Thursday, October 9, 2014

Apocalypse as an individual event

“The end of the world is not once and for all, but recurring,” (Plate). The apocalypse is something that has shown up for years in pop culture. For decades, directors have built entire stories around an apocalypse. We’ve seen it in movies like Godzilla, Independence Day, After Earth, and even in satirical films like This is the End. The common theme that runs through all of these movies is that there is a grand ending of the world. This is a concept that people have considered as a real possibility for years. “Prophets” are people who have been in contact with the divine in order to receive and relay messages to the general population. These prophets, often times, are the ones who relay the ideas of the apocalypse and when it is going to happen. However, all of the speculation thus far has been wrong since the world has yet to end. Why is it, though, there is only one apocalypse and one world in these situations?
On September 11, 2001, the World Trade Center collapsed and it looked a little too familiar because scenes like that had been portrayed in movies in the past. Even though this wasn’t the end of “the” world, it was the end of many individual worlds. One of the issues that I have with the pop culture portrayal of apocalypses is that they are seen as a singular event that will kill off the entire population of earth. However, I think that apocalypses happen every day on a smaller scale. Each day, people are dying and people are losing loved ones. These individual devastations are apocalypses in themselves because they mark the end of an era for that individual. This resembles the typical idea of an apocalypse because even though it isn’t mass destruction, it is the end of something for someone.
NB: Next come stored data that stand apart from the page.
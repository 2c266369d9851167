pub mod cli;
pub mod db;
pub mod import;
pub mod models;
pub mod session;

pub use db::Database;
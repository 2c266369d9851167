pub const SCHEMA_VERSION: i32 = 1;

pub const SCHEMA_V1: &str = r#"
-- Schema version tracking
CREATE TABLE IF NOT EXISTS schema_version (
    id INTEGER PRIMARY KEY,
    version INTEGER NOT NULL
);

-- Tenancy root
CREATE TABLE IF NOT EXISTS workspaces (
    id TEXT PRIMARY KEY,
    name TEXT NOT NULL,
    created_at TEXT NOT NULL,
    updated_at TEXT NOT NULL
);

CREATE TABLE IF NOT EXISTS users (
    id TEXT PRIMARY KEY,
    name TEXT NOT NULL,
    email TEXT NOT NULL UNIQUE,
    created_at TEXT NOT NULL,
    updated_at TEXT NOT NULL
);

CREATE TABLE IF NOT EXISTS workspace_members (
    id TEXT PRIMARY KEY,
    workspace_id TEXT NOT NULL,
    user_id TEXT NOT NULL,
    role TEXT NOT NULL DEFAULT 'member',
    created_at TEXT NOT NULL,
    FOREIGN KEY (workspace_id) REFERENCES workspaces(id) ON DELETE CASCADE,
    FOREIGN KEY (user_id) REFERENCES users(id) ON DELETE CASCADE,
    UNIQUE(workspace_id, user_id)
);

CREATE TABLE IF NOT EXISTS businesses (
    id TEXT PRIMARY KEY,
    workspace_id TEXT NOT NULL,
    name TEXT NOT NULL,
    org_number TEXT,
    org_form TEXT,
    industry_code TEXT,
    industry_description TEXT,
    email TEXT,
    phone TEXT,
    contact_person TEXT,
    street_address TEXT,
    postal_code TEXT,
    postal_city TEXT,
    stage TEXT NOT NULL DEFAULT 'lead',
    status TEXT NOT NULL DEFAULT 'active',
    created_at TEXT NOT NULL,
    updated_at TEXT NOT NULL,
    FOREIGN KEY (workspace_id) REFERENCES workspaces(id) ON DELETE CASCADE
);

CREATE TABLE IF NOT EXISTS tasks (
    id TEXT PRIMARY KEY,
    workspace_id TEXT NOT NULL,
    title TEXT NOT NULL,
    description TEXT,
    business_id TEXT,
    created_at TEXT NOT NULL,
    updated_at TEXT NOT NULL,
    FOREIGN KEY (workspace_id) REFERENCES workspaces(id) ON DELETE CASCADE,
    FOREIGN KEY (business_id) REFERENCES businesses(id) ON DELETE SET NULL
);

CREATE TABLE IF NOT EXISTS task_assignees (
    id TEXT PRIMARY KEY,
    task_id TEXT NOT NULL,
    user_id TEXT NOT NULL,
    created_at TEXT NOT NULL,
    FOREIGN KEY (task_id) REFERENCES tasks(id) ON DELETE CASCADE,
    FOREIGN KEY (user_id) REFERENCES users(id) ON DELETE CASCADE,
    UNIQUE(task_id, user_id)
);

-- Key-value settings (active user, etc.)
CREATE TABLE IF NOT EXISTS app_settings (
    key TEXT PRIMARY KEY,
    value TEXT NOT NULL
);

-- Indexes
CREATE INDEX IF NOT EXISTS idx_business_workspace ON businesses(workspace_id);
CREATE INDEX IF NOT EXISTS idx_business_workspace_stage ON businesses(workspace_id, stage);
CREATE INDEX IF NOT EXISTS idx_business_updated ON businesses(updated_at);
CREATE INDEX IF NOT EXISTS idx_task_workspace ON tasks(workspace_id);
CREATE INDEX IF NOT EXISTS idx_task_business ON tasks(business_id);
CREATE INDEX IF NOT EXISTS idx_task_updated ON tasks(updated_at);
CREATE INDEX IF NOT EXISTS idx_assignee_task ON task_assignees(task_id);
CREATE INDEX IF NOT EXISTS idx_assignee_user ON task_assignees(user_id);
CREATE INDEX IF NOT EXISTS idx_member_workspace ON workspace_members(workspace_id);
CREATE INDEX IF NOT EXISTS idx_member_user ON workspace_members(user_id);
CREATE INDEX IF NOT EXISTS idx_user_email ON users(email);
"#;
Therefore, I think it is important for us to realize that an apocalypse does not only mean the end of “the” world, because in reality there are infinitely many worlds. Each person has so many of their own worlds, and when one of those comes to an end, that represents that person’s own, individual apocalypse. Also, an apocalypse doesn’t have to occur because of aliens or monsters. Instead, it can be happening from disease or global warming or natural disasters, which are things that affect society every day. For example, every day more than 1,500 Americans die of cancer. Sickness is one example of a real life apocalypse that is happening each day, and as Plate stated, is recurring.


(This photograph looks just like cities in apocalypse movies, however it is actually a real photo from a city that was affected by an earthquake.)